(Stored items)
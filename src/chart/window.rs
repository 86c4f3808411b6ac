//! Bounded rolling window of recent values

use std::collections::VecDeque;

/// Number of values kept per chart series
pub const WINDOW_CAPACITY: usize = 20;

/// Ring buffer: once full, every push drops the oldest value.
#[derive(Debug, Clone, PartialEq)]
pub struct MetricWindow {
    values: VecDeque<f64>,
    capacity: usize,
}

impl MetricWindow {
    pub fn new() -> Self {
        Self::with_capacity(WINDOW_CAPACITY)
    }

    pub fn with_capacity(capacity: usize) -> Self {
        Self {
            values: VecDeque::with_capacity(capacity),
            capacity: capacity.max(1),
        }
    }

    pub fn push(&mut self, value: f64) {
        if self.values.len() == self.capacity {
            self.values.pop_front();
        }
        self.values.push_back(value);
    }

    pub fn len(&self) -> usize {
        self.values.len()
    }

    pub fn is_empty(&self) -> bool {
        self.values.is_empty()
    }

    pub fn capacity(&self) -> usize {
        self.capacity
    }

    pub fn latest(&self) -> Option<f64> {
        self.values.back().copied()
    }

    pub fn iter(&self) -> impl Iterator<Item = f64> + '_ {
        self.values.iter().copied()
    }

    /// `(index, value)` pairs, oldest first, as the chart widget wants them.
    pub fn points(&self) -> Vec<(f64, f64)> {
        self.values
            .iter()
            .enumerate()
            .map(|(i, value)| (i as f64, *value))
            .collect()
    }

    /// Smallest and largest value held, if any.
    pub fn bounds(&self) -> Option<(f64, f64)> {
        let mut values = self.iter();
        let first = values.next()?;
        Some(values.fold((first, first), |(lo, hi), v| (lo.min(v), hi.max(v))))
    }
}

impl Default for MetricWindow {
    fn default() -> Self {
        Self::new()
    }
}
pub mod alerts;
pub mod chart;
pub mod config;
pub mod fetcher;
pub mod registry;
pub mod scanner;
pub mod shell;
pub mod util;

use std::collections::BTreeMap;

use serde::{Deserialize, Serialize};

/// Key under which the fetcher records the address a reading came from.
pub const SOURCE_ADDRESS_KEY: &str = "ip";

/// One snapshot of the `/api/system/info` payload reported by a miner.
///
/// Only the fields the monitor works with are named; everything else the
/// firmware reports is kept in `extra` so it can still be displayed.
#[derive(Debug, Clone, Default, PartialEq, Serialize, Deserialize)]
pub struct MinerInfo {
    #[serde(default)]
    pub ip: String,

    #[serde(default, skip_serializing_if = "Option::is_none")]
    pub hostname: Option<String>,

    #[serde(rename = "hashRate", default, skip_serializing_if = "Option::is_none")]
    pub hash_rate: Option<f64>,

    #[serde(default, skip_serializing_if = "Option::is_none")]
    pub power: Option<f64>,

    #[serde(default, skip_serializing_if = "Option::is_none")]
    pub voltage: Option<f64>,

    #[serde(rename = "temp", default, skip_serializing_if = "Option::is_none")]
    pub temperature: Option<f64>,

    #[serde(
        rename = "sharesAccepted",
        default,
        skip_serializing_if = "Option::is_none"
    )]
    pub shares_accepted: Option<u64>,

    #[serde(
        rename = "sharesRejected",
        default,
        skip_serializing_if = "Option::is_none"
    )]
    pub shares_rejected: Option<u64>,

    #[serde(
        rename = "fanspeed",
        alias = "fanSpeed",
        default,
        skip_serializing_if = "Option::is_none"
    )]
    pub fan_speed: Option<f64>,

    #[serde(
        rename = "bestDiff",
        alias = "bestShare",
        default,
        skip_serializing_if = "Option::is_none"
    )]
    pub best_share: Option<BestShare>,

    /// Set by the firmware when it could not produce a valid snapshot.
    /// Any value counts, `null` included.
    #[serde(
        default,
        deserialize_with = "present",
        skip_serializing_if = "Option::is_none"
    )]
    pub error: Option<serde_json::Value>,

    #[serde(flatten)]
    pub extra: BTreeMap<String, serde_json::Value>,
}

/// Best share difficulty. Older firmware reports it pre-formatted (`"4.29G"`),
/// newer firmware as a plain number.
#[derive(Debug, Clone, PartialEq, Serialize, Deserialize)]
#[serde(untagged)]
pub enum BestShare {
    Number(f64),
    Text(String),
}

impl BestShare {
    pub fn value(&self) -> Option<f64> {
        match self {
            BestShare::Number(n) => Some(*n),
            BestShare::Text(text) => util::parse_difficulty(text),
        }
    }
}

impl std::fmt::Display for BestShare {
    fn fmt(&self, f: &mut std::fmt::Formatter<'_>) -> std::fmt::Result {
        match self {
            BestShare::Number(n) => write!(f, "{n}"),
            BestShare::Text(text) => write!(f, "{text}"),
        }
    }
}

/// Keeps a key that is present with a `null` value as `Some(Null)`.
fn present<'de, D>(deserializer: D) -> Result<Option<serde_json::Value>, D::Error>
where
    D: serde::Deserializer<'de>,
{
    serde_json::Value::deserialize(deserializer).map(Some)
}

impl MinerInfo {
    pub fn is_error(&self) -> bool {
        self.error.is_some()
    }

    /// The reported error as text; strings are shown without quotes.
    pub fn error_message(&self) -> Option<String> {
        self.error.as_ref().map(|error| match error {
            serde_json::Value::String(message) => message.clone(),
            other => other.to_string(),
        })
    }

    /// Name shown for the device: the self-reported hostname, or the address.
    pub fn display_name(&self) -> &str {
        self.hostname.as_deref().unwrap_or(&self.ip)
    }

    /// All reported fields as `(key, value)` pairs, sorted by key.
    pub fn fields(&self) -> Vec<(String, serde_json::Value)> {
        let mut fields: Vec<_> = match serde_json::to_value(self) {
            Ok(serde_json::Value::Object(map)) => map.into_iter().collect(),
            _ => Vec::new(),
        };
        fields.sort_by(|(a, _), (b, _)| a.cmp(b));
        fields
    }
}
* * *
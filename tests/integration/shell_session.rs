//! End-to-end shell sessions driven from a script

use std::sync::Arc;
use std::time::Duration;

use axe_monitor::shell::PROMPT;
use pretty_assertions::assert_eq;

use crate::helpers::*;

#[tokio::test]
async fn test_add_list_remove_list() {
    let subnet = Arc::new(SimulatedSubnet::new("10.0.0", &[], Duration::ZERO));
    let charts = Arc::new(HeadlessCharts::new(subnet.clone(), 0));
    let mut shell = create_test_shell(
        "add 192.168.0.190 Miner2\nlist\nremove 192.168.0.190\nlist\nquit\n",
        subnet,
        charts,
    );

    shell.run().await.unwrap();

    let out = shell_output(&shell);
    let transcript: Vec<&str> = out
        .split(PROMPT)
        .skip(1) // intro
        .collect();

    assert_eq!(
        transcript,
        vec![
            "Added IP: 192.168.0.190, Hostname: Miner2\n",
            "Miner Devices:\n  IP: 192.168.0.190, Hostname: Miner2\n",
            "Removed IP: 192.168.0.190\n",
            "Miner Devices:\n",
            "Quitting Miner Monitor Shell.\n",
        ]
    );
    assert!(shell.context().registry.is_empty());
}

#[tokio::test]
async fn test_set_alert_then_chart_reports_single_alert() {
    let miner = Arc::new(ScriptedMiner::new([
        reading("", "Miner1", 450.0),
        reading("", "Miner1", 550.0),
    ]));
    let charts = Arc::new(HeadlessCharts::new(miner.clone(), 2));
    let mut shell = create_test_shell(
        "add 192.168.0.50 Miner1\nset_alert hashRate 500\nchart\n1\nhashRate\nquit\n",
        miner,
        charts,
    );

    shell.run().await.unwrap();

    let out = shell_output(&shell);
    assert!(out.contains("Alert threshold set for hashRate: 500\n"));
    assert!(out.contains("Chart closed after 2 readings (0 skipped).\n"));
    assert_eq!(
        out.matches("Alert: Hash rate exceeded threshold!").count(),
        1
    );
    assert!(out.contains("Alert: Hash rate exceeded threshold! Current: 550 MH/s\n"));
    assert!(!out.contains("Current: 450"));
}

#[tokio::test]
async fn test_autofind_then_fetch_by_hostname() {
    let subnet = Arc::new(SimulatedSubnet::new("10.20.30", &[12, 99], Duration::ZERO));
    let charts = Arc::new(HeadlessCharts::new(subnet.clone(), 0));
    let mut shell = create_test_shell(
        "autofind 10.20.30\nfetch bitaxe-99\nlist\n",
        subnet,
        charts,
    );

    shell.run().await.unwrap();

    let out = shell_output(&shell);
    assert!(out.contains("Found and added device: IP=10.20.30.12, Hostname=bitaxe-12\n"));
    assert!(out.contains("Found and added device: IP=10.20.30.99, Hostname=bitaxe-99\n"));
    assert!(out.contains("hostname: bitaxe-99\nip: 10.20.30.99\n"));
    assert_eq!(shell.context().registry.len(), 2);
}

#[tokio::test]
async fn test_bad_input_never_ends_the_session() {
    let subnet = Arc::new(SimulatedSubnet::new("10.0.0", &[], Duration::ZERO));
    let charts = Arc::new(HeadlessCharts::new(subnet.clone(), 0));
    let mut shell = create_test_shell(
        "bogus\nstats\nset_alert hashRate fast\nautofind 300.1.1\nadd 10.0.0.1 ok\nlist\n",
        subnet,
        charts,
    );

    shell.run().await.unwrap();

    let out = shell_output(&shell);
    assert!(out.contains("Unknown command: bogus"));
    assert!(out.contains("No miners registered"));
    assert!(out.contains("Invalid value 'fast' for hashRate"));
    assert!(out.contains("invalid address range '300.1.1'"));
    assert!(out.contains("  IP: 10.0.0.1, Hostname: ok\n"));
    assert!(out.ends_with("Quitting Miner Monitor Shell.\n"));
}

__EXERCISE PROMPT__:
Every line above that holds the string "extra" should be copied into the answer.

__REPLY__:
/// firmware reports is kept in `extra` so it can still be displayed.
    pub extra: BTreeMap<String, serde_json::Value>,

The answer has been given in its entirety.